**What you have to do**. Output the lines below exactly, please, from the first line until the line with "log_startup(&config);", counting both.
────────────────────
//! 批量章节处理器 - 编排层
//!
//! ## 职责
//!
//! 本模块是整个应用的入口，负责章节的遍历和资源管理。
//!
//! 1. **应用初始化**：打开浏览器会话
//! 2. **顺序处理**：逐个章节委托 `ChapterProcessor`，不并发
//! 3. **失败隔离**：单个章节失败只记录，继续下一个章节
//! 4. **资源管理**：唯一持有 `BrowserSession`，结束时关闭
//! 5. **全局统计**：汇总所有章节的处理结果

use std::time::Instant;

use anyhow::{Context, Result};
use tracing::error;

use crate::browser::BrowserSession;
use crate::config::Config;
use crate::infrastructure::{ChromePage, PageDriver};
use crate::orchestrator::chapter_processor::ChapterProcessor;
use crate::parsing::decompose;
use crate::utils::logging::{log_chapter_complete, log_chapter_start, log_startup, print_final_stats};

/// 全局处理统计
#[derive(Debug, Default, Clone, Copy, PartialEq, Eq)]
pub struct RunStats {
    pub chapters_ok: usize,
    pub chapters_failed: usize,
    pub questions_written: usize,
    pub questions_failed: usize,
}

/// 应用主结构
pub struct App {
    config: Config,
    session: BrowserSession,
}

impl App {
    /// 初始化应用
    pub async fn initialize(config: Config) -> Result<Self> {
        log_startup(&config);
        let session = BrowserSession::open(&config).await?;
        Ok(Self { config, session })
    }

    /// 运行应用主逻辑
    pub async fn run(&self) -> Result<RunStats> {
        let started = Instant::now();
        let processor = ChapterProcessor::new(&self.config).context("无法创建章节处理器")?;
        let driver = ChromePage::new(self.session.page().clone());

        let stats = process_all_chapters(&driver, &processor, &self.config.chapters).await;

        print_final_stats(
            stats.chapters_ok,
            stats.chapters_failed,
            stats.questions_written,
            stats.questions_failed,
            started.elapsed(),
            &self.config.output_log_file,
            &self.config.failed_log_file,
        );
        Ok(stats)
    }

    /// 关闭浏览器
    pub async fn shutdown(self) -> Result<()> {
        self.session.close().await
    }
}

/// 顺序处理所有章节
pub async fn process_all_chapters<D: PageDriver>(
    driver: &D,
    processor: &ChapterProcessor,
    chapters: &[String],
) -> RunStats {
    let mut stats = RunStats::default();

    for (idx, chapter_path) in chapters.iter().enumerate() {
        let chapter_num = idx + 1;
        log_chapter_start(chapter_num, chapters.len(), &decompose(chapter_path).to_string());

        match processor.process(driver, chapter_path).await {
            Ok(chapter_stats) => {
                stats.chapters_ok += 1;
                stats.questions_written += chapter_stats.written;
                stats.questions_failed += chapter_stats.failed;
                log_chapter_complete(
                    chapter_num,
                    chapter_stats.written,
                    chapter_stats.failed,
                    chapter_stats.discovered,
                );
            }
            Err(e) => {
                stats.chapters_failed += 1;
                error!("[章节 {}] ❌ 章节处理失败 ({}): {}", chapter_num, chapter_path, e);
            }
        }
    }

    stats
}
────────────────────
**Solution to the problem**.
//! 批量章节处理器 - 编排层
//!
//! ## 职责
//!
//! 本模块是整个应用的入口，负责章节的遍历和资源管理。
//!
//! 1. **应用初始化**：打开浏览器会话
//! 2. **顺序处理**：逐个章节委托 `ChapterProcessor`，不并发
//! 3. **失败隔离**：单个章节失败只记录，继续下一个章节
//! 4. **资源管理**：唯一持有 `BrowserSession`，结束时关闭
//! 5. **全局统计**：汇总所有章节的处理结果

use std::time::Instant;

use anyhow::{Context, Result};
use tracing::error;

use crate::browser::BrowserSession;
use crate::config::Config;
use crate::infrastructure::{ChromePage, PageDriver};
use crate::orchestrator::chapter_processor::ChapterProcessor;
use crate::parsing::decompose;
use crate::utils::logging::{log_chapter_complete, log_chapter_start, log_startup, print_final_stats};

/// 全局处理统计
#[derive(Debug, Default, Clone, Copy, PartialEq, Eq)]
pub struct RunStats {
    pub chapters_ok: usize,
    pub chapters_failed: usize,
    pub questions_written: usize,
    pub questions_failed: usize,
}

/// 应用主结构
pub struct App {
    config: Config,
    session: BrowserSession,
}

impl App {
    /// 初始化应用
    pub async fn initialize(config: Config) -> Result<Self> {
        log_startup(&config);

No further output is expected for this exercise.